Technologie

Fujifilm Instax Mini 40 : le test complet

Dans la déferlante de photos numériques produites chaque seconde dans le monde, il est un rocher de tranquillité, un outil photographique qui permet de ralentir le temps : les Instax. Ce film positif couleur, qui a supplanté le Polaroid et est développé par Fujifilm, continue son bonhomme de chemin.
Si Fujifilm numérise le procédé par la bande avec ses imprimantes, qui s’appuient sur les mêmes films, les appareils photo mécaniques de l’entreprise japonaise restent les chouchous du public. Pour leur simplicité et leur prix : le nouvel Instax Mini 40 s’affiche à 99 euros. Et les photos, au format Instax Mini ne coûtent qu’entre 0,8 et 1 euro pièce.

Instax Mini 40 : minimalo-néo-rétro

N’allez pas chercher la tech dans ce nouvel appareil : fidèle à sa lignée, ce Mini 40 est d’une simplicité désarmante. L’électronique est réduite à sa plus simple expression avec une mesure de la lumière rudimentaire et une alimentation via de simples piles AA (LR6). Si une batterie rechargeable en USB (Micro ou C) aurait été une bonne option aussi, le fait d’utiliser des accumulateurs « normaux » renforce la rusticité de l’appareil. Rechargeables ou non, les accumulateurs de ce format se dégottent partout dans le monde, de Villefranche-de-Rouergue à Kaboul.

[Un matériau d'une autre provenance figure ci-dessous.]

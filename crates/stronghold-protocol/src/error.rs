//! Error types for the protocol layer.
//!
//! Each crate in Stronghold defines its own error enum. A `ProtocolError`
//! always means the problem is in turning bytes into a message or a message
//! into bytes, never in storage or avatar validation.

/// Errors that can occur while encoding or decoding wire messages.
#[derive(Debug, thiserror::Error)]
pub enum ProtocolError {
    /// The frame could not be decoded.
    ///
    /// Raised when the stream ends before every declared field has been
    /// read, when a length prefix points past the end of the stream, or
    /// when a field's bytes don't form a valid value (bad UTF-8, a
    /// timestamp that isn't an integer, trailing bytes after the last
    /// field).
    #[error("malformed message at byte {offset}: {reason}")]
    Malformed {
        /// Offset of the field that failed, relative to the frame start.
        offset: usize,
        /// Human-readable description of what was wrong.
        reason: String,
    },

    /// The frame carries a different type identifier than the message
    /// type the caller asked to decode.
    #[error("unexpected message id: expected {expected}, got {actual}")]
    UnexpectedMessageId { expected: u16, actual: u16 },

    /// A field value can't be represented on the wire.
    ///
    /// For example a text value longer than `i32::MAX` bytes, a duration
    /// with a fractional second, or an id that doesn't fit in 32 bits.
    #[error("encode failed: {0}")]
    Encoding(String),
}

impl ProtocolError {
    pub(crate) fn malformed(offset: usize, reason: impl Into<String>) -> Self {
        Self::Malformed {
            offset,
            reason: reason.into(),
        }
    }

    /// Returns `true` for errors raised while decoding a frame.
    pub fn is_decode_error(&self) -> bool {
        matches!(
            self,
            Self::Malformed { .. } | Self::UnexpectedMessageId { .. }
        )
    }
}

Côté apparence, le Mini 40 est clairement inspiré du Mini 90 NEO, avec un look néo-rétro tout de (faux) métal et de (faux) cuir noir. Mais contrairement à son aïeul plus haut de gamme, le Mini 40 est dépourvu de pas-de-vis et son électronique est simplifiés.

Très (trop ?) simple

À l’absence de pas de vis (pas vraiment vitale) il faut ajouter une mise au point fixe qui empêche les photos de détails (plus gênant) et l’absence de retardateur. Cette dernière absence est la plus dommageable pour un appareil dont la dimension sociale est bien plus forte que les considérations techniques.

On peut aussi regretter l’absence de contrôle de flash et de correction d’exposition. Mais en tant qu’appareil voué à « cadrer-shooter », il ne s’agit pas d’un manque qui nuira à la cible, a priori néophyte.

Instax Mini, le format populaire

Si notre format préféré d’Instax est le Wide, le format carré du Square offre le meilleur compromis entre encombrement et surface utile. Pourtant, le roi des formats est le format Mini. Un film qui propose les appareils photo les plus compacts et qui se trouve vraiment partout. Et dont les clichés ont l’élégance de pouvoir être glissés sans soucis dans tous les portefeuilles, dans tous les porte-cartes.

Il est bon de rappeler, dans un test d’appareil photo instantané, que l’Instax est le film qui offre – et de loin – la meilleure qualité d’image. Les Zink et autres ersatz à sublimation thermique n’ont ni la précision d’image, ni de couleurs aussi flatteuses.

Le verdict du test

Fujifilm Instax Mini 40

L’Instax Mini 40 est le plus épuré des boîtiers de Fujifilm : son design retro est le plus simple et le plus sobre de la gamme, ses fonctions sont minimalistes. Si on peut regretter certaines absences techniques (pas de vis, correction d’expo, etc.), le seul vrai reproche que nous avons à lui faire est l’absence d’un retardateur.
Au final, l’Instax Mini est le boîtier incarnant l’essence même du format : on cadre, on appuie sur le déclencheur et on récupère une vraie photo. Il laisse la guerre technico-technologique à d’autres. Et on adore.